Belirtilen gerekçelerle, davacının istinaf başvurusunun kabulüne, istinaf başvurusuna konu İdare Mahkemesi kararının kaldırılmasına, 2577 sayılı Kanun’un 45. maddesinin 4. fıkrası uyarınca esastan incelenen dava konusu Kurul kararının iptaline karar verilmiştir.

TEMYİZ EDENİN İDDİALARI: Davalı idare tarafından, Ortadoğu Teknik Üniversitesi’nden alınan görüş dikkate alındığında, akaryakıta yapılan sonradan müdahalenin tek bir parametrede değişliğe neden olabileceği ileri sürülmektedir.

KARŞI TARAFIN SAVUNMASI: Davacı tarafından, savunma verilmemiştir.
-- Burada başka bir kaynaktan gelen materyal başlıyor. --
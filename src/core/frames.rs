// Frames, framesets, and declared frame-tag configuration of a recipe.
use std::os::raw::{c_char, c_void};
use std::path::PathBuf;

use serde::Serialize;

use crate::core::cpl::sys::{
    CPL_FRAME_GROUP_CALIB, CPL_FRAME_GROUP_NONE, CPL_FRAME_GROUP_PRODUCT, CPL_FRAME_GROUP_RAW,
    CplFrameGroup, CplFrameset, CplRecipeConfig,
};
use crate::core::cpl::{CplSymbols, borrowed_string, to_cstring};
use crate::core::envelope::ProducedFrame;
use crate::core::error::{Error, ErrorKind};

#[derive(Clone, Copy, Debug, Default, Eq, PartialEq, Serialize)]
#[serde(rename_all = "lowercase")]
pub enum FrameGroup {
    #[default]
    None,
    Raw,
    Calib,
    Product,
}

impl FrameGroup {
    pub fn to_raw(self) -> CplFrameGroup {
        match self {
            FrameGroup::None => CPL_FRAME_GROUP_NONE,
            FrameGroup::Raw => CPL_FRAME_GROUP_RAW,
            FrameGroup::Calib => CPL_FRAME_GROUP_CALIB,
            FrameGroup::Product => CPL_FRAME_GROUP_PRODUCT,
        }
    }

    pub fn from_raw(raw: CplFrameGroup) -> FrameGroup {
        match raw {
            CPL_FRAME_GROUP_RAW => FrameGroup::Raw,
            CPL_FRAME_GROUP_CALIB => FrameGroup::Calib,
            CPL_FRAME_GROUP_PRODUCT => FrameGroup::Product,
            _ => FrameGroup::None,
        }
    }

    pub fn parse(text: &str) -> Option<FrameGroup> {
        match text.to_ascii_lowercase().as_str() {
            "none" => Some(FrameGroup::None),
            "raw" => Some(FrameGroup::Raw),
            "calib" => Some(FrameGroup::Calib),
            "product" => Some(FrameGroup::Product),
            _ => None,
        }
    }
}

/// One tagged input artifact supplied to an execution.
#[derive(Clone, Debug, Eq, PartialEq, Serialize)]
pub struct Frame {
    pub tag: String,
    pub filename: PathBuf,
    pub group: FrameGroup,
}

impl Frame {
    pub fn new(tag: impl Into<String>, filename: impl Into<PathBuf>) -> Self {
        Self {
            tag: tag.into(),
            filename: filename.into(),
            group: FrameGroup::None,
        }
    }

    pub fn with_group(mut self, group: FrameGroup) -> Self {
        self.group = group;
        self
    }
}

/// Compatible input tag and its allowed multiplicity; `None` means unspecified.
#[derive(Clone, Debug, Eq, PartialEq, Serialize)]
pub struct TagCount {
    pub tag: String,
    pub min: Option<u32>,
    pub max: Option<u32>,
}

/// Declared configuration for one raw input tag.
#[derive(Clone, Debug, Eq, PartialEq, Serialize)]
pub struct FrameConfig {
    pub input: TagCount,
    pub calibrations: Vec<TagCount>,
    pub outputs: Vec<String>,
}

/// Builds a fresh frameset holding `frames` in order.
///
/// # Safety
/// `symbols` must belong to an initialized runtime.
pub(crate) unsafe fn build_frameset(symbols: &CplSymbols, frames: &[Frame]) -> *mut CplFrameset {
    // SAFETY: every pointer handed to the runtime is either fresh from it or a live CString.
    unsafe {
        let set = (symbols.frameset_new)();
        for frame in frames {
            let item = (symbols.frame_new)();
            let filename = to_cstring(&frame.filename.to_string_lossy());
            let tag = to_cstring(&frame.tag);
            (symbols.frame_set_filename)(item, filename.as_ptr());
            (symbols.frame_set_tag)(item, tag.as_ptr());
            if let Some(set_group) = symbols.frame_set_group {
                set_group(item, frame.group.to_raw());
            }
            (symbols.frameset_insert)(set, item);
        }
        set
    }
}

/// Lists the product frames of `set` in processing order.
///
/// # Safety
/// `set` must be a live frameset of the runtime bound by `symbols`.
pub(crate) unsafe fn product_frames(
    symbols: &CplSymbols,
    set: *mut CplFrameset,
) -> Vec<ProducedFrame> {
    if set.is_null() {
        return Vec::new();
    }
    // SAFETY: set is live per the caller contract; frames are borrowed from it.
    unsafe {
        let size = (symbols.frameset_get_size)(set);
        (0..size.max(0))
            .filter_map(|position| {
                let frame = (symbols.frameset_get_position)(set, position);
                if frame.is_null()
                    || (symbols.frame_get_group)(frame) != CPL_FRAME_GROUP_PRODUCT
                {
                    return None;
                }
                Some(ProducedFrame {
                    tag: borrowed_string((symbols.frame_get_tag)(frame)).unwrap_or_default(),
                    filename: borrowed_string((symbols.frame_get_filename)(frame))
                        .unwrap_or_default(),
                })
            })
            .collect()
    }
}

/// Takes ownership of a runtime-allocated, NULL-terminated string array.
///
/// # Safety
/// `list` must be null or a `cpl_free`-owned array of `cpl_free`-owned strings.
unsafe fn take_string_list(symbols: &CplSymbols, list: *mut *mut c_char) -> Option<Vec<String>> {
    if list.is_null() {
        return None;
    }
    let mut out = Vec::new();
    // SAFETY: the array is NULL-terminated and every entry is released exactly once.
    unsafe {
        let mut cursor = list;
        while !(*cursor).is_null() {
            out.push(borrowed_string(*cursor).unwrap_or_default());
            (symbols.free)((*cursor).cast::<c_void>());
            cursor = cursor.add(1);
        }
        (symbols.free)(list.cast::<c_void>());
    }
    Some(out)
}

fn multiplicity(count: i64) -> Option<u32> {
    u32::try_from(count).ok()
}

/// Reads the declared frame configuration from a recipe configuration object.
///
/// # Safety
/// `config` must be a live recipe configuration returned by the module's hook.
pub(crate) unsafe fn read_frame_config(
    symbols: &CplSymbols,
    config: *const CplRecipeConfig,
) -> Result<Vec<FrameConfig>, Error> {
    // SAFETY: config is live per the caller contract; every list is released by `take_string_list`.
    unsafe {
        let tags = take_string_list(symbols, (symbols.recipeconfig_get_tags)(config)).ok_or_else(
            || {
                Error::new(ErrorKind::MalformedConfig)
                    .with_message("recipe configuration declares no tag list")
            },
        )?;
        let mut out = Vec::with_capacity(tags.len());
        for tag in tags {
            let c_tag = to_cstring(&tag);
            let count = |input: &std::ffi::CStr| TagCountRaw {
                min: (symbols.recipeconfig_get_min_count)(config, c_tag.as_ptr(), input.as_ptr()),
                max: (symbols.recipeconfig_get_max_count)(config, c_tag.as_ptr(), input.as_ptr()),
            };
            let own = count(c_tag.as_c_str());
            let inputs = take_string_list(
                symbols,
                (symbols.recipeconfig_get_inputs)(config, c_tag.as_ptr()),
            )
            .unwrap_or_default();
            let calibrations = inputs
                .into_iter()
                .map(|input| {
                    let raw = count(to_cstring(&input).as_c_str());
                    TagCount {
                        tag: input,
                        min: multiplicity(raw.min),
                        max: multiplicity(raw.max),
                    }
                })
                .collect();
            let outputs = take_string_list(
                symbols,
                (symbols.recipeconfig_get_outputs)(config, c_tag.as_ptr()),
            )
            .unwrap_or_default();
            out.push(FrameConfig {
                input: TagCount {
                    tag,
                    min: multiplicity(own.min),
                    max: multiplicity(own.max),
                },
                calibrations,
                outputs,
            });
        }
        Ok(out)
    }
}

struct TagCountRaw {
    min: i64,
    max: i64,
}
DANIŞTAY TETKİK HÂKİMİ …’NIN DÜŞÜNCESİ : Temyiz isteminin reddi ile Bölge İdare Mahkemesi kararının onanması gerektiği düşünülmektedir.

TÜRK MİLLETİ ADINA
Karar veren Danıştay Onüçüncü Dairesi’nce, Tetkik Hâkiminin açıklamaları dinlendikten ve dosyadaki belgeler incelendikten sonra gereği görüşüldü:

HUKUKİ DEĞERLENDİRME :
Bölge idare mahkemesi kararlarının temyizen bozulması, 2577 sayılı İdari Yargılama Usulü Kanunu’nun 49. maddesinde yer alan sebeplerden birinin varlığı hâlinde mümkündür.
Temyizen incelenen karar usul ve hukuka uygun olup, dilekçede ileri sürülen temyiz nedenleri kararın bozulmasını gerektirecek nitelikte görülmemiştir.

KARAR SONUCU:
Açıklanan nedenlerle;
1. Davalının temyiz isteminin reddine,
2. Davanın yukarıda özetlenen gerekçeyle reddine ilişkin İdare Mahkemesi kararına yönelik istinaf başvurusunun kabulü ile dava konusu işlemin iptali yolundaki … Bölge İdare Mahkemesi … İdari Dava Dairesi’nin … tarih ve E:…, K:… sayılı temyize konu kararında, 2577 sayılı İdari Yargılama Usulü Kanunu’nun 49. maddesinde sayılan bozma nedenlerinden hiçbirisi bulunmadığından, anılan Bölge İdare Mahkemesi kararının ONANMASINA,
3. Temyiz giderlerinin istemde bulunan üzerinde bırakılmasına,
4. Davalı harçtan muaf olduğundan temyiz aşamasında yatırılan … TL harcın istemi hâlinde davalıya iadesine,
5. Posta giderleri avansından artan tutarın davalıya iadesine,
6. 2577 sayılı Kanun’un 50. maddesi uyarınca, bu onama kararının taraflara tebliğini ve bir örneğinin de … Bölge İdare Mahkemesi … İdari Dava Dairesi’ne gönderilmesini teminen dosyanın … İdare Mahkemesi’ne gönderilmesine, 08/03/2023 tarihinde kesin olarak oybirliğiyle karar verildi.